Sweeney Todd's story also appears in The Newgate Calendar, originally a bulletin of executions produced by the keeper of Newgate Prison, the title of which was appropriated by chapbooks, popular pamphlets full of entertaining, often violent criminal activities. Despite this, there is no mention of Todd's trial or execution in official records, and thus no real evidence that he ever existed.

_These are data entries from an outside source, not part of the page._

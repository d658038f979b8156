// Copyright 2025 the Understory Authors
// SPDX-License-Identifier: Apache-2.0 OR MIT

//! Layout preferences and the pure functions that resolve them.
//!
//! A node declares a [`LayoutPreference`]. Once it has a parent, the
//! declaration is read against the axis of the parent edge: an absolute
//! preference ([`LayoutPreference::Horizontal`], [`LayoutPreference::Vertical`])
//! becomes a relative one ([`LayoutPreference::Parent`],
//! [`LayoutPreference::Perpendicular`]). The relative form then picks one of
//! the two fixed layout orders.
//!
//! The inward edge has no axis. It resolves as if it were vertical, so an
//! inward child that prefers [`LayoutPreference::Vertical`] follows its parent.

use core::fmt;
use core::str::FromStr;

use crate::direction::{Axis, Direction, HORIZONTAL_ORDER, NUM_DIRECTIONS, VERTICAL_ORDER};
use crate::error::Error;

/// The axis a node prefers to lay its children out along.
#[derive(Copy, Clone, Debug, PartialEq, Eq, Hash, Default)]
pub enum LayoutPreference {
    /// Lay out along the horizontal axis first.
    #[default]
    Horizontal,
    /// Lay out along the vertical axis first.
    Vertical,
    /// Lay out along the axis of the parent edge first.
    Parent,
    /// Lay out along the axis perpendicular to the parent edge first.
    Perpendicular,
}

impl LayoutPreference {
    /// Whether this is [`LayoutPreference::Horizontal`] or [`LayoutPreference::Vertical`].
    pub const fn is_absolute(self) -> bool {
        matches!(self, Self::Horizontal | Self::Vertical)
    }

    /// The absolute preference for an axis.
    pub const fn from_axis(axis: Axis) -> Self {
        match axis {
            Axis::Horizontal => Self::Horizontal,
            Axis::Vertical => Self::Vertical,
        }
    }

    /// Upper-case name of the preference.
    pub const fn name(self) -> &'static str {
        match self {
            Self::Horizontal => "HORIZONTAL",
            Self::Vertical => "VERTICAL",
            Self::Parent => "PARENT",
            Self::Perpendicular => "PERPENDICULAR",
        }
    }
}

impl fmt::Display for LayoutPreference {
    fn fmt(&self, f: &mut fmt::Formatter<'_>) -> fmt::Result {
        f.write_str(self.name())
    }
}

impl FromStr for LayoutPreference {
    type Err = Error;

    fn from_str(s: &str) -> Result<Self, Error> {
        let lower = s.to_ascii_lowercase();
        if lower.starts_with('h') {
            Ok(Self::Horizontal)
        } else if lower.starts_with('v') {
            Ok(Self::Vertical)
        } else if lower.starts_with("pa") {
            Ok(Self::Parent)
        } else if lower.starts_with("pe") {
            Ok(Self::Perpendicular)
        } else {
            Err(Error::BadLayoutPreference)
        }
    }
}

/// The axis a parent edge resolves preferences against.
///
/// Axis-less edges resolve as [`Axis::Vertical`].
pub const fn edge_axis(parent_direction: Direction) -> Axis {
    match parent_direction.axis() {
        Some(axis) => axis,
        None => Axis::Vertical,
    }
}

/// Resolve a declared preference against the axis of the parent edge.
///
/// The result is always [`LayoutPreference::Parent`] or
/// [`LayoutPreference::Perpendicular`].
pub const fn canonical_layout_preference(
    declared: LayoutPreference,
    parent_direction: Direction,
) -> LayoutPreference {
    let axis = edge_axis(parent_direction);
    match declared {
        LayoutPreference::Horizontal => match axis {
            Axis::Horizontal => LayoutPreference::Parent,
            Axis::Vertical => LayoutPreference::Perpendicular,
        },
        LayoutPreference::Vertical => match axis {
            Axis::Vertical => LayoutPreference::Parent,
            Axis::Horizontal => LayoutPreference::Perpendicular,
        },
        LayoutPreference::Parent | LayoutPreference::Perpendicular => declared,
    }
}

/// Validate a preference before it is stored on a node.
///
/// Roots (`parent_direction == None`) accept only absolute preferences and
/// keep them as given. Connected nodes store the canonical form.
pub fn sanitize_layout_preference(
    given: LayoutPreference,
    parent_direction: Option<Direction>,
) -> Result<LayoutPreference, Error> {
    match parent_direction {
        None if given.is_absolute() => Ok(given),
        None => Err(Error::BadLayoutPreference),
        Some(dir) => Ok(canonical_layout_preference(given, dir)),
    }
}

/// The order a node visits its neighbor slots in.
pub const fn layout_order_for(
    declared: LayoutPreference,
    parent_direction: Option<Direction>,
) -> &'static [Direction; NUM_DIRECTIONS] {
    let Some(dir) = parent_direction else {
        return match declared {
            LayoutPreference::Horizontal | LayoutPreference::Perpendicular => &HORIZONTAL_ORDER,
            LayoutPreference::Vertical | LayoutPreference::Parent => &VERTICAL_ORDER,
        };
    };
    let axis = edge_axis(dir);
    match canonical_layout_preference(declared, dir) {
        LayoutPreference::Perpendicular => axis.perpendicular().layout_order(),
        _ => axis.layout_order(),
    }
}

/// The absolute preference that keeps a node's layout order once it is
/// detached from an edge in `parent_direction`.
pub const fn detached_layout_preference(
    stored: LayoutPreference,
    parent_direction: Direction,
) -> LayoutPreference {
    let axis = edge_axis(parent_direction);
    match stored {
        LayoutPreference::Parent => LayoutPreference::from_axis(axis),
        LayoutPreference::Perpendicular => LayoutPreference::from_axis(axis.perpendicular()),
        LayoutPreference::Horizontal | LayoutPreference::Vertical => stored,
    }
}
// Copyright 2025 the Understory Authors
// SPDX-License-Identifier: Apache-2.0 OR MIT

//! Whole-arena consistency checks.

use alloc::vec::Vec;

use hashbrown::HashSet;

use crate::direction::Direction;
use crate::error::{Error, Result};
use crate::thread::Ring;
use crate::tree::{Links, ParentLink, Tree};
use crate::types::NodeId;

impl<T> Tree<T> {
    /// Check that every structural invariant holds.
    ///
    /// This walks the whole arena and is meant for tests and debugging:
    ///
    /// - parent links and neighbor slots point at each other;
    /// - both circular lists are doubly linked;
    /// - every node appears in exactly one layout thread, which lists its
    ///   paint group in post-order;
    /// - the paint-group ring of every tree lists its groups in post-order;
    /// - memoized paint groups that are still current are correct.
    ///
    /// Walks are bounded by the arena size, so a corrupt list is reported
    /// rather than looped on.
    pub fn validate(&self) -> Result<()> {
        let limit = self.nodes_len();
        let mut threaded: HashSet<NodeId> = HashSet::new();

        for id in self.live_ids() {
            let n = self.node(id);
            if let Some(link) = n.parent {
                let owner = self.node_opt(link.owner).ok_or(Error::NoNodeFound)?;
                if owner.neighbors[link.slot.index()].node != Some(id) {
                    return Err(Error::NoNodeFound);
                }
            }
            for dir in Direction::ALL {
                let Some(child) = n.neighbors[dir.index()].node else {
                    continue;
                };
                let c = self.node_opt(child).ok_or(Error::NoNodeFound)?;
                if c.parent != Some(ParentLink { owner: id, slot: dir }) {
                    return Err(Error::NoNodeFound);
                }
            }
            for ring in [Ring::Layout, Ring::PaintGroup] {
                let next = self.links(id, ring).next;
                if self.node_opt(next).is_none_or(|m| ring.of(m).prev != id) {
                    return Err(Error::BrokenLayoutThread(id));
                }
            }

            if let Some(stamp) = n.paint_group_root.get()
                && stamp.epoch == self.paint_epoch
                && Some(stamp.root) != self.uncached_group(id)
            {
                return Err(Error::NotPaintGroup(id));
            }

            let Some(record) = n.paint_group else {
                if n.parent.is_none() || n.paint != Links::lone(id) {
                    return Err(Error::NotPaintGroup(id));
                }
                continue;
            };
            if n.parent.is_some() && !record.explicit {
                return Err(Error::NotPaintGroup(id));
            }

            let mut expected = Vec::new();
            self.collect_run(id, &mut expected);
            if self.walk(id, Ring::Layout, limit) != Some(expected.clone()) {
                return Err(Error::BrokenLayoutThread(id));
            }
            for member in expected {
                if !threaded.insert(member) {
                    return Err(Error::BrokenLayoutThread(member));
                }
            }

            if n.parent.is_none() {
                let mut groups = Vec::new();
                self.collect_groups(id, &mut groups);
                if self.walk(id, Ring::PaintGroup, limit) != Some(groups) {
                    return Err(Error::NotPaintGroup(id));
                }
            }
        }

        if let Some(missing) = self.live_ids().find(|id| !threaded.contains(id)) {
            return Err(Error::BrokenLayoutThread(missing));
        }
        Ok(())
    }

    /// The list through `id`, starting after it and ending with it.
    fn walk(&self, id: NodeId, ring: Ring, limit: usize) -> Option<Vec<NodeId>> {
        let mut out = Vec::new();
        let mut cur = id;
        for _ in 0..limit {
            cur = ring.of(self.node_opt(cur)?).next;
            out.push(cur);
            if cur == id {
                return Some(out);
            }
        }
        None
    }

    /// Post-order of `id` and its threaded descendants.
    fn collect_run(&self, id: NodeId, out: &mut Vec<NodeId>) {
        for &dir in self.order_of(id) {
            if let Some(child) = self.threaded_child(id, dir) {
                self.collect_run(child, out);
            }
        }
        out.push(id);
    }

    /// Post-order of the paint groups in the subtree of `id`.
    fn collect_groups(&self, id: NodeId, out: &mut Vec<NodeId>) {
        for &dir in self.order_of(id) {
            if let Some(child) = self.node(id).neighbors[dir.index()].node {
                self.collect_groups(child, out);
            }
        }
        if self.node(id).paint_group.is_some() {
            out.push(id);
        }
    }

    fn uncached_group(&self, id: NodeId) -> Option<NodeId> {
        let mut cur = id;
        loop {
            let n = self.node_opt(cur)?;
            if n.paint_group.is_some() {
                return Some(cur);
            }
            cur = n.parent?.owner;
        }
    }
}

#[cfg(test)]
mod tests {
    use super::*;

    #[test]
    fn empty_and_lone_trees_are_valid() {
        let mut tree: Tree = Tree::new();
        tree.validate().unwrap();
        let a = tree.insert(None);
        let b = tree.insert(None);
        tree.connect(a, Direction::Upward, b).unwrap();
        tree.destroy(a);
        tree.validate().unwrap();
    }

    #[test]
    fn broken_thread_is_reported() {
        let mut tree = Tree::new();
        let r = tree.insert(Some("r"));
        let a = tree.insert(Some("a"));
        let b = tree.insert(Some("b"));
        tree.connect(r, Direction::Forward, a).unwrap();
        tree.connect(r, Direction::Downward, b).unwrap();
        tree.validate().unwrap();

        // Swap the two runs without touching the tree.
        tree.link(Ring::Layout, r, b);
        tree.link(Ring::Layout, b, a);
        tree.link(Ring::Layout, a, r);
        assert_eq!(tree.validate(), Err(Error::BrokenLayoutThread(r)));
    }

    #[test]
    fn one_sided_link_is_reported() {
        let mut tree = Tree::new();
        let r = tree.insert(Some("r"));
        let a = tree.insert(Some("a"));
        tree.connect(r, Direction::Forward, a).unwrap();
        tree.node_mut(r).layout.next = r;
        assert!(
            matches!(tree.validate(), Err(Error::BrokenLayoutThread(_))),
            "prev and next must agree"
        );
    }

    #[test]
    fn misplaced_group_is_reported() {
        let mut tree = Tree::new();
        let r = tree.insert(Some("r"));
        let a = tree.insert(Some("a"));
        let b = tree.insert(Some("b"));
        tree.connect(r, Direction::Forward, a).unwrap();
        tree.connect(r, Direction::Downward, b).unwrap();
        tree.crease(a).unwrap();
        tree.crease(b).unwrap();
        tree.validate().unwrap();

        tree.link(Ring::PaintGroup, r, b);
        tree.link(Ring::PaintGroup, b, a);
        tree.link(Ring::PaintGroup, a, r);
        assert_eq!(tree.validate(), Err(Error::NotPaintGroup(r)));
    }
}
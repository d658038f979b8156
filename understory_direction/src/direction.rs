// Copyright 2025 the Understory Authors
// SPDX-License-Identifier: Apache-2.0 OR MIT

//! Directions, axes, and the two fixed layout orders.

use core::fmt;
use core::str::FromStr;

use crate::error::Error;

/// One of the six connection slots of a node.
///
/// The four cardinal directions lie on the [`Axis::Horizontal`] and
/// [`Axis::Vertical`] axes. [`Direction::Inward`] and [`Direction::Outward`]
/// are axis-less: an inward child is nested inside its parent.
#[derive(Copy, Clone, Debug, PartialEq, Eq, Hash, PartialOrd, Ord)]
pub enum Direction {
    /// Nested inside the node.
    Inward,
    /// Out of the node; nodes may never be connected in this direction.
    Outward,
    /// Below the node.
    Downward,
    /// Above the node.
    Upward,
    /// Before the node on the horizontal axis.
    Backward,
    /// After the node on the horizontal axis.
    Forward,
}

/// Number of slots per node.
pub const NUM_DIRECTIONS: usize = 6;

/// Child order used by nodes that lay out along the horizontal axis first.
pub const HORIZONTAL_ORDER: [Direction; NUM_DIRECTIONS] = [
    Direction::Backward,
    Direction::Forward,
    Direction::Downward,
    Direction::Upward,
    Direction::Inward,
    Direction::Outward,
];

/// Child order used by nodes that lay out along the vertical axis first.
pub const VERTICAL_ORDER: [Direction; NUM_DIRECTIONS] = [
    Direction::Downward,
    Direction::Upward,
    Direction::Backward,
    Direction::Forward,
    Direction::Inward,
    Direction::Outward,
];

/// A layout axis.
#[derive(Copy, Clone, Debug, PartialEq, Eq, Hash)]
pub enum Axis {
    /// [`Direction::Backward`] and [`Direction::Forward`].
    Horizontal,
    /// [`Direction::Upward`] and [`Direction::Downward`].
    Vertical,
}

impl Direction {
    /// All directions, in slot order.
    pub const ALL: [Self; NUM_DIRECTIONS] = [
        Self::Inward,
        Self::Outward,
        Self::Downward,
        Self::Upward,
        Self::Backward,
        Self::Forward,
    ];

    /// The four cardinal directions.
    pub const CARDINAL: [Self; 4] = [Self::Downward, Self::Upward, Self::Forward, Self::Backward];

    /// Slot index of this direction, in `0..NUM_DIRECTIONS`.
    #[inline]
    pub const fn index(self) -> usize {
        self as usize
    }

    /// Upper-case name of the direction.
    pub const fn name(self) -> &'static str {
        match self {
            Self::Inward => "INWARD",
            Self::Outward => "OUTWARD",
            Self::Downward => "DOWNWARD",
            Self::Upward => "UPWARD",
            Self::Backward => "BACKWARD",
            Self::Forward => "FORWARD",
        }
    }

    /// The opposite direction.
    #[inline]
    pub const fn reverse(self) -> Self {
        match self {
            Self::Inward => Self::Outward,
            Self::Outward => Self::Inward,
            Self::Downward => Self::Upward,
            Self::Upward => Self::Downward,
            Self::Backward => Self::Forward,
            Self::Forward => Self::Backward,
        }
    }

    /// The axis this direction lies on, or `None` for inward and outward.
    #[inline]
    pub const fn axis(self) -> Option<Axis> {
        match self {
            Self::Backward | Self::Forward => Some(Axis::Horizontal),
            Self::Downward | Self::Upward => Some(Axis::Vertical),
            Self::Inward | Self::Outward => None,
        }
    }

    /// Whether this is one of the four planar directions.
    #[inline]
    pub const fn is_cardinal(self) -> bool {
        self.axis().is_some()
    }

    /// Whether this direction lies on the vertical axis.
    pub const fn is_vertical(self) -> bool {
        matches!(self, Self::Downward | Self::Upward)
    }

    /// Whether this direction lies on the horizontal axis.
    pub const fn is_horizontal(self) -> bool {
        matches!(self, Self::Backward | Self::Forward)
    }

    /// Rotate a cardinal direction a quarter turn counter-clockwise.
    pub fn turn_left(self) -> Result<Self, Error> {
        match self {
            Self::Forward => Ok(Self::Upward),
            Self::Backward => Ok(Self::Downward),
            Self::Downward => Ok(Self::Forward),
            Self::Upward => Ok(Self::Backward),
            Self::Inward | Self::Outward => Err(Error::BadNodeDirection),
        }
    }

    /// Rotate a cardinal direction a quarter turn clockwise.
    pub fn turn_right(self) -> Result<Self, Error> {
        self.turn_left().map(Self::reverse)
    }

    /// The positive direction of the axis perpendicular to this one.
    pub fn turn_positive(self) -> Result<Self, Error> {
        self.perpendicular_axis()
            .map(Axis::positive_direction)
            .ok_or(Error::BadAxis)
    }

    /// The negative direction of the axis perpendicular to this one.
    pub fn turn_negative(self) -> Result<Self, Error> {
        self.turn_positive().map(Self::reverse)
    }

    /// The axis perpendicular to this direction's axis.
    pub const fn perpendicular_axis(self) -> Option<Axis> {
        match self.axis() {
            Some(axis) => Some(axis.perpendicular()),
            None => None,
        }
    }

    /// Whether this is the positive direction of its axis.
    ///
    /// Forward and downward are positive.
    pub const fn is_positive(self) -> bool {
        matches!(self, Self::Forward | Self::Downward)
    }

    /// Whether this is the negative direction of its axis.
    pub const fn is_negative(self) -> bool {
        matches!(self, Self::Backward | Self::Upward)
    }

    /// `1.0` for positive directions, `-1.0` otherwise.
    pub const fn sign(self) -> f64 {
        if self.is_positive() { 1.0 } else { -1.0 }
    }

    /// The direction a caret alternates to when growing a run of nodes.
    pub fn alternate(self) -> Result<Self, Error> {
        match self {
            Self::Downward | Self::Inward => Ok(Self::Forward),
            Self::Forward => Ok(Self::Downward),
            _ => Err(Error::BadNodeDirection),
        }
    }
}

impl fmt::Display for Direction {
    fn fmt(&self, f: &mut fmt::Formatter<'_>) -> fmt::Result {
        f.write_str(self.name())
    }
}

impl FromStr for Direction {
    type Err = Error;

    /// Parses a direction from its first letter, case-insensitively.
    ///
    /// `"f"`, `"Forward"` and `"FORWARD"` all read as [`Direction::Forward`].
    fn from_str(s: &str) -> Result<Self, Error> {
        match s.chars().next().map(|c| c.to_ascii_lowercase()) {
            Some('f') => Ok(Self::Forward),
            Some('b') => Ok(Self::Backward),
            Some('u') => Ok(Self::Upward),
            Some('d') => Ok(Self::Downward),
            Some('i') => Ok(Self::Inward),
            Some('o') => Ok(Self::Outward),
            _ => Err(Error::BadNodeDirection),
        }
    }
}

impl Axis {
    /// The other axis.
    #[inline]
    pub const fn perpendicular(self) -> Self {
        match self {
            Self::Horizontal => Self::Vertical,
            Self::Vertical => Self::Horizontal,
        }
    }

    /// [`Direction::Forward`] or [`Direction::Downward`].
    #[inline]
    pub const fn positive_direction(self) -> Direction {
        match self {
            Self::Horizontal => Direction::Forward,
            Self::Vertical => Direction::Downward,
        }
    }

    /// [`Direction::Backward`] or [`Direction::Upward`].
    #[inline]
    pub const fn negative_direction(self) -> Direction {
        self.positive_direction().reverse()
    }

    /// The layout order that visits this axis first.
    pub const fn layout_order(self) -> &'static [Direction; NUM_DIRECTIONS] {
        match self {
            Self::Horizontal => &HORIZONTAL_ORDER,
            Self::Vertical => &VERTICAL_ORDER,
        }
    }

    /// Upper-case name of the axis.
    pub const fn name(self) -> &'static str {
        match self {
            Self::Horizontal => "HORIZONTAL",
            Self::Vertical => "VERTICAL",
        }
    }
}

impl fmt::Display for Axis {
    fn fmt(&self, f: &mut fmt::Formatter<'_>) -> fmt::Result {
        f.write_str(self.name())
    }
}

impl FromStr for Axis {
    type Err = Error;

    fn from_str(s: &str) -> Result<Self, Error> {
        match s.chars().next().map(|c| c.to_ascii_lowercase()) {
            Some('h') => Ok(Self::Horizontal),
            Some('v') => Ok(Self::Vertical),
            _ => Err(Error::BadAxis),
        }
    }
}

bitflags::bitflags! {
    /// A set of directions, typically the occupied slots of a node.
    #[derive(Clone, Copy, Debug, PartialEq, Eq, Hash, Default)]
    pub struct DirectionSet: u8 {
        /// [`Direction::Inward`].
        const INWARD   = 1 << 0;
        /// [`Direction::Outward`].
        const OUTWARD  = 1 << 1;
        /// [`Direction::Downward`].
        const DOWNWARD = 1 << 2;
        /// [`Direction::Upward`].
        const UPWARD   = 1 << 3;
        /// [`Direction::Backward`].
        const BACKWARD = 1 << 4;
        /// [`Direction::Forward`].
        const FORWARD  = 1 << 5;
    }
}

impl DirectionSet {
    /// Whether the set contains `direction`.
    #[inline]
    pub fn has(self, direction: Direction) -> bool {
        self.contains(Self::from(direction))
    }

    /// Iterate the directions in the set, in slot order.
    pub fn directions(self) -> impl Iterator<Item = Direction> {
        Direction::ALL.into_iter().filter(move |d| self.has(*d))
    }
}

impl From<Direction> for DirectionSet {
    fn from(direction: Direction) -> Self {
        Self::from_bits_truncate(1 << direction.index())
    }
}
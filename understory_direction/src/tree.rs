// Copyright 2025 the Understory Authors
// SPDX-License-Identifier: Apache-2.0 OR MIT

//! Core tree implementation: node storage, connectivity, queries, and dirty
//! propagation.

use alloc::vec::Vec;
use core::cell::Cell;

use kurbo::Point;
use smallvec::SmallVec;
use tracing::{debug, trace};

use crate::direction::{Axis, Direction, DirectionSet, NUM_DIRECTIONS};
use crate::error::{Error, Result};
use crate::preference::{
    LayoutPreference, canonical_layout_preference, detached_layout_preference, layout_order_for,
    sanitize_layout_preference,
};
use crate::thread::Ring;
use crate::types::{Alignment, AxisOverlap, LayoutState, NeighborData, NodeId};

/// A forest of direction nodes.
///
/// Every node owns six neighbor slots, one per [`Direction`]. Connecting a
/// node into a slot makes it a child; the child reaches its parent through
/// the reverse direction. Alongside the tree, the arena maintains two
/// circular orderings:
///
/// - the layout-order thread, which lists every node of a paint group in
///   post-order, visiting children in the owner's [`layout_order`](Tree::layout_order);
/// - the paint-group ring, which lists the paint groups of one tree in the
///   same order, ending with the tree's root.
///
/// Both are kept consistent by every mutator.
///
/// ## Example
///
/// ```rust
/// use understory_direction::{Direction, Tree};
///
/// let mut tree = Tree::new();
/// let root = tree.insert(Some("root"));
/// let child = tree.insert(Some("child"));
/// tree.connect(root, Direction::Forward, child).unwrap();
///
/// assert_eq!(tree.node_at(root, Direction::Forward), Some(child));
/// assert_eq!(tree.node_at(child, Direction::Backward), Some(root));
/// assert_eq!(tree.dump_layout(root), [child, root]);
/// ```
pub struct Tree<T = ()> {
    /// slots
    nodes: Vec<Option<Node<T>>>,
    /// last generation per slot (persists across frees)
    generations: Vec<u32>,
    free_list: Vec<usize>,
    /// Bumped by every mutation that can move a paint-group boundary.
    pub(crate) paint_epoch: u64,
}

impl<T> core::fmt::Debug for Tree<T> {
    fn fmt(&self, f: &mut core::fmt::Formatter<'_>) -> core::fmt::Result {
        let total = self.nodes.len();
        let alive = self.nodes.iter().filter(|n| n.is_some()).count();
        let free = self.free_list.len();
        f.debug_struct("Tree")
            .field("nodes_total", &total)
            .field("nodes_alive", &alive)
            .field("free_list", &free)
            .field("paint_epoch", &self.paint_epoch)
            .finish_non_exhaustive()
    }
}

No public records prove any existence of a London barber by the name of Sweeney during the 18th century or of a barber shop located on Fleet Street. There were many word-of-mouth, true crime and horror stories at the time however, reported in "The Old Bailey" section of the Times of London as well as other daily newspapers. News also commonly travelled by word of mouth as the majority of the population was still illiterate, and could become embellished in the retelling from person to person. Such news might still be assumed factual because there was no way of proving otherwise at the time.

===Charles Dickens===
In Charles Dickens' The Pickwick Papers (1836–37), Pickwick's cockney servant Sam Weller states that a pieman used cats "for beefsteak, veal and kidney, 'cording to the demand", and recommends that people should buy pies only "when you know the lady as made it, and is quite sure it ain't kitten". Dickens expanded on the idea of using non-traditional sources for meat pie in Martin Chuzzlewit (1843–44). This was published two years before The String of Pearls (1846–47) and included a character by the name of Tom Pinch, who feels lucky that his own "evil genius did not lead him into the dens of any of those preparers of cannibalic pastry, who are represented in many country legends as doing a lively retail business in the metropolis" and worries that John Westlock will "begin to be afraid that I have strayed into one of those streets where the countrymen are murdered; and that I have been made into meat pies, or some such horrible thing". Peter Haining suggested in a 1993 book that Dickens was inspired by knowledge of the "real" Sweeney Todd, but that he chose not to mention him, in case some of his victims' relatives were still alive.

== Adaptations ==

===Theatre===
- 1847: The String of Pearls, or The Fiend of Fleet Street is a play by George Dibdin-Pitt.
- 1970: Sweeney Todd: The Demon Barber of Fleet Street is a play by Christopher Bond
- 1979: Sweeney Todd: The Demon Barber of Fleet Street is a Broadway musical by Stephen Sondheim and Hugh Wheeler.
- 1982: Sweeney Todd: The Demon Barber of Fleet Street is an official filmed recording of the Broadway musical, starring Angela Lansbury as Mrs. Lovett.

===Film===
- 1926: Sweeney Todd
- 1928: Sweeney Todd is an adaptation of the 1847 play.
- 1936: Sweeney Todd: The Demon Barber of Fleet Street is an adaptation of the 1847 play.
- 1970: Bloodthirsty Butchers
- 2007: Sweeney Todd: The Demon Barber of Fleet Street is an adaptation of the 1979 musical, and is directed by Tim Burton.

===Television===
- 1970: Mystery & Imagination, a British anthology series on Thames Television featuring an adaptation of Sweeney Todd starring Freddie Jones.
- 1997: The Tale of Sweeney Todd is a T.V. movie by Showtime, starring Ben Kingsley. It uses the characters Sweeney Todd and Mrs. Lovett and the general premise, but is an original story.
- 2016: In Salem, Thomas is a Sweeney Todd-like character who is a barber and mortician. He has implied that he uses human meat in his meat pies.